Needle aspiration differs somewhat from most other biopsy techniques in that it provides the pathologist with cells and tiny tissue fragments to review, rather than large pieces of tissue. In other words, pathologists are not able to review a lesions overall architecture and pattern of growth. Instead, they must extrapolate the necessary diagnostic data from the appearance of individual cells.

Because the material at the pathologists’ disposal may be somewhat limited, cytopathology can be somewhat less specific than histopathology. In this vein, the pathology reports derived from aspiration specimens typically provide basic, though highly significant information such as: “malignant cells not identified”, “atypical cells identified”, or “malignant cells identified”.

Though vague in comparison to the diagnoses rendered after histopathologic analysis, these techniques may provide invaluable information in the management of patients with non‐specific subcutaneous masses, by ruling out the presence of high‐grade malignancies.
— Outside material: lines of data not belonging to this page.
//! Metrics definitions for reconciliation runs and batch commits.

use std::time::Duration;

use metrics::{counter, histogram};

use crate::error::ErrorKind;
use crate::reconciler::RunSummary;

/// Label for the outcome of a commit.
pub const OUTCOME_LABEL: &str = "outcome";

/// Label for the status of a local record in a run.
pub const STATUS_LABEL: &str = "status";

/// Label for error kind in metrics.
pub const ERROR_KIND_LABEL: &str = "error_kind";

// Commit metrics

/// Counter for batch unit commits, by outcome.
pub const SYNC_BATCH_COMMITS_TOTAL: &str = "sync_batch_commits_total";

/// Counter for commit attempts retried after a transient error.
pub const SYNC_BATCH_COMMIT_RETRIES_TOTAL: &str = "sync_batch_commit_retries_total";

/// Histogram for the duration of successful commits, retries included.
pub const SYNC_BATCH_COMMIT_DURATION_SECONDS: &str = "sync_batch_commit_duration_seconds";

/// Counter for write operations committed.
pub const SYNC_OPERATIONS_COMMITTED_TOTAL: &str = "sync_operations_committed_total";

/// Counter for deadline failures that lowered the commit concurrency.
pub const SYNC_COMMIT_THROTTLE_EVENTS_TOTAL: &str = "sync_commit_throttle_events_total";

// Run metrics

/// Counter for local records seen by runs, by status.
pub const SYNC_RECORDS_TOTAL: &str = "sync_records_total";

/// Counter for image requests that fell back to the placeholder.
pub const SYNC_IMAGE_FAILURES_TOTAL: &str = "sync_image_failures_total";

/// Counter for search index documents written.
pub const SYNC_INDEX_UPDATES_TOTAL: &str = "sync_index_updates_total";

/// Histogram for the duration of complete runs.
pub const SYNC_RUN_DURATION_SECONDS: &str = "sync_run_duration_seconds";

pub(crate) fn record_commit(operations: usize, duration: Duration) {
    counter!(SYNC_BATCH_COMMITS_TOTAL, OUTCOME_LABEL => "committed").increment(1);
    counter!(SYNC_OPERATIONS_COMMITTED_TOTAL).increment(operations as u64);
    histogram!(SYNC_BATCH_COMMIT_DURATION_SECONDS).record(duration.as_secs_f64());
}

pub(crate) fn record_commit_failure() {
    counter!(SYNC_BATCH_COMMITS_TOTAL, OUTCOME_LABEL => "failed").increment(1);
}

pub(crate) fn record_commit_retry(error_kind: ErrorKind) {
    counter!(SYNC_BATCH_COMMIT_RETRIES_TOTAL, ERROR_KIND_LABEL => format!("{error_kind:?}"))
        .increment(1);
}

pub(crate) fn record_throttle() {
    counter!(SYNC_COMMIT_THROTTLE_EVENTS_TOTAL).increment(1);
}

pub(crate) fn record_run(summary: &RunSummary) {
    let statuses = [
        ("matched", summary.matched),
        ("unmatched", summary.unmatched),
        ("skipped_unchanged", summary.skipped_unchanged),
        ("updated", summary.updated),
        ("non_entity_cleared", summary.non_entity_cleared),
    ];
    for (status, count) in statuses {
        counter!(SYNC_RECORDS_TOTAL, STATUS_LABEL => status).increment(count as u64);
    }

    counter!(SYNC_IMAGE_FAILURES_TOTAL).increment(summary.image_failures as u64);
    counter!(SYNC_INDEX_UPDATES_TOTAL).increment(summary.index_updates as u64);
    histogram!(SYNC_RUN_DURATION_SECONDS).record(summary.duration.as_secs_f64());
}

#[cfg(test)]
mod tests {
    use metrics_exporter_prometheus::PrometheusBuilder;

    use super::*;

    #[test]
    fn run_counters_are_labelled_by_status() {
        let recorder = PrometheusBuilder::new().build_recorder();
        let handle = recorder.handle();
        let summary = RunSummary {
            processed: 4,
            matched: 3,
            unmatched: 1,
            skipped_unchanged: 2,
            updated: 1,
            ..RunSummary::default()
        };

        metrics::with_local_recorder(&recorder, || {
            record_run(&summary);
            record_commit_retry(ErrorKind::StoreUnavailable);
            record_throttle();
        });

        let rendered = handle.render();
        assert!(rendered.contains(r#"sync_records_total{status="matched"} 3"#), "{rendered}");
        assert!(rendered.contains(r#"sync_records_total{status="skipped_unchanged"} 2"#));
        assert!(rendered.contains(r#"sync_records_total{status="updated"} 1"#));
        assert!(rendered.contains(
            r#"sync_batch_commit_retries_total{error_kind="StoreUnavailable"} 1"#
        ));
        assert!(rendered.contains("sync_commit_throttle_events_total 1"));
    }
}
The purpose of needle aspiration biopsy is to harvest cells and small pieces of tissue from lesions in question.

To accomplish this, clinicians should use large (18 gauge) needles, and syringes that will produce high vacuum pressure (10cc or larger).

An anesthetic wheal may be raised at the needle entry site. The needle is placed in the mass percutaneously, and the plunger is drawn back to create a vacuum, which is maintained through the procedure.

The needle is partially withdrawn, and then redirected into each quadrant while maintaining the vacuum.

Once each quadrant has been sampled, the vacuum is released, and the needle is removed. If fluid is obtained, it may be put directly into fixative. If no aspirate is apparent, fixative should be drawn up into the syringe, and then the collective contents is returned to the specimen jar.